** Records supplied **

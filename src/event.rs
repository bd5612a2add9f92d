/// Events: the unit of scheduled work.
///
/// An event couples a callable with the simulated time it is due at and an
/// explicit lifecycle state. The scheduler owns the callable while the event
/// is queued; callers keep an [`EventHandle`] to query the state or cancel.
use std::cell::Cell;
use std::rc::Rc;

use serde::{Deserialize, Serialize};

use crate::error::{BoxError, CancelError};
use crate::scheduler::Scheduler;
use crate::time::SimTime;

// ── Callable ──────────────────────────────────────────────────────────

/// What a callable returns. Failures are handed back to whoever drove the
/// scheduler, untouched.
pub type CallableResult = Result<(), BoxError>;

/// A unit of deferred work.
///
/// The scheduler passes itself in, so a callable can schedule follow-up
/// work, cancel other events or request a stop without any global state.
pub type Callable = Box<dyn FnOnce(&mut Scheduler) -> CallableResult + 'static>;

// ── Event ID ──────────────────────────────────────────────────────────

/// Generation-checked key of an event slot in the scheduler's arena.
///
/// Slots are recycled once an event leaves the store; the generation makes
/// a stale key distinguishable from the key of the slot's next occupant.
#[derive(Debug, Clone, Copy, PartialEq, Eq, PartialOrd, Ord, Hash)]
pub struct EventId {
    pub(crate) index: u32,
    pub(crate) generation: u32,
}

impl EventId {
    #[inline]
    pub(crate) fn new(index: u32, generation: u32) -> Self {
        EventId { index, generation }
    }

    /// Slot index in the arena.
    #[inline]
    pub fn index(self) -> u32 {
        self.index
    }

    #[inline]
    pub fn generation(self) -> u32 {
        self.generation
    }
}

impl std::fmt::Display for EventId {
    fn fmt(&self, f: &mut std::fmt::Formatter<'_>) -> std::fmt::Result {
        write!(f, "E#{}.{}", self.index, self.generation)
    }
}

// ── Event State ───────────────────────────────────────────────────────

/// Lifecycle of an event.
///
/// `NotSubmitted → Queued → Running → Finished`, or `Queued → Canceled`.
/// No other transition is legal.
#[derive(Debug, Clone, Copy, PartialEq, Eq, Hash, Serialize, Deserialize)]
pub enum EventState {
    NotSubmitted,
    Queued,
    Running,
    Finished,
    Canceled,
}

impl EventState {
    /// Whether `self → next` respects the monotonic lifecycle.
    pub fn can_transition_to(self, next: EventState) -> bool {
        matches!(
            (self, next),
            (EventState::NotSubmitted, EventState::Queued)
                | (EventState::Queued, EventState::Running)
                | (EventState::Queued, EventState::Canceled)
                | (EventState::Running, EventState::Finished)
        )
    }

    /// The error a cancellation attempt reports for this state, or `None`
    /// if the event may be cancelled.
    pub fn cancel_error(self) -> Option<CancelError> {
        match self {
            EventState::Queued => None,
            EventState::Running => Some(CancelError::AlreadyRunning),
            EventState::Canceled => Some(CancelError::AlreadyCanceled),
            EventState::Finished => Some(CancelError::AlreadyFinished),
            EventState::NotSubmitted => Some(CancelError::NotSubmitted),
        }
    }
}

impl std::fmt::Display for EventState {
    fn fmt(&self, f: &mut std::fmt::Formatter<'_>) -> std::fmt::Result {
        let s = match self {
            EventState::NotSubmitted => "not-submitted",
            EventState::Queued => "queued",
            EventState::Running => "running",
            EventState::Finished => "finished",
            EventState::Canceled => "canceled",
        };
        f.write_str(s)
    }
}

// ── Event record ──────────────────────────────────────────────────────

/// The part of an event shared between the scheduler and its handles.
#[derive(Debug)]
pub(crate) struct EventRecord {
    pub(crate) id: EventId,
    pub(crate) scheduled: SimTime,
    pub(crate) issued: SimTime,
    state: Cell<EventState>,
}

impl EventRecord {
    pub(crate) fn new(id: EventId, scheduled: SimTime, issued: SimTime) -> Self {
        EventRecord {
            id,
            scheduled,
            issued,
            state: Cell::new(EventState::NotSubmitted),
        }
    }

    pub(crate) fn state(&self) -> EventState {
        self.state.get()
    }

    /// Move to `next`. Only the owning scheduler calls this.
    pub(crate) fn transition(&self, next: EventState) {
        debug_assert!(
            self.state.get().can_transition_to(next),
            "illegal event transition {} -> {}",
            self.state.get(),
            next
        );
        self.state.set(next);
    }
}

/// A queued event as held by the scheduler's arena.
pub(crate) struct QueuedEvent {
    pub(crate) record: Rc<EventRecord>,
    pub(crate) callable: Callable,
}

impl std::fmt::Debug for QueuedEvent {
    fn fmt(&self, f: &mut std::fmt::Formatter<'_>) -> std::fmt::Result {
        f.debug_struct("QueuedEvent")
            .field("record", &self.record)
            .finish_non_exhaustive()
    }
}

// ── Event Handle ──────────────────────────────────────────────────────

/// Caller-side reference to a submitted event.
///
/// Cheap to clone. Holding a handle never keeps the callable alive: once the
/// event ran or was cancelled the scheduler has dropped it, and the handle
/// only reports the final state.
#[derive(Debug, Clone)]
pub struct EventHandle {
    pub(crate) record: Rc<EventRecord>,
}

impl EventHandle {
    pub(crate) fn new(record: Rc<EventRecord>) -> Self {
        EventHandle { record }
    }

    pub fn id(&self) -> EventId {
        self.record.id
    }

    /// Simulated time the event is due at.
    pub fn scheduled(&self) -> SimTime {
        self.record.scheduled
    }

    /// Simulated time at which the event was submitted.
    pub fn issued(&self) -> SimTime {
        self.record.issued
    }

    pub fn state(&self) -> EventState {
        self.record.state()
    }

    pub fn is_not_submitted(&self) -> bool {
        self.state() == EventState::NotSubmitted
    }

    pub fn is_queued(&self) -> bool {
        self.state() == EventState::Queued
    }

    pub fn is_running(&self) -> bool {
        self.state() == EventState::Running
    }

    pub fn is_finished(&self) -> bool {
        self.state() == EventState::Finished
    }

    pub fn is_canceled(&self) -> bool {
        self.state() == EventState::Canceled
    }

    /// Cancel this event. Equivalent to `scheduler.cancel_event(self)`.
    pub fn cancel(&self, scheduler: &mut Scheduler) -> Result<(), CancelError> {
        scheduler.cancel_event(self)
    }

    /// Whether both handles refer to the same submitted event.
    pub fn ptr_eq(&self, other: &EventHandle) -> bool {
        Rc::ptr_eq(&self.record, &other.record)
    }
}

** What the task requires **
Where does the word "this" appear in the listing? List each line that holds it.

** The answer **
    /// The error a cancellation attempt reports for this state, or `None`
    /// Move to `next`. Only the owning scheduler calls this.
    /// Cancel this event. Equivalent to `scheduler.cancel_event(self)`.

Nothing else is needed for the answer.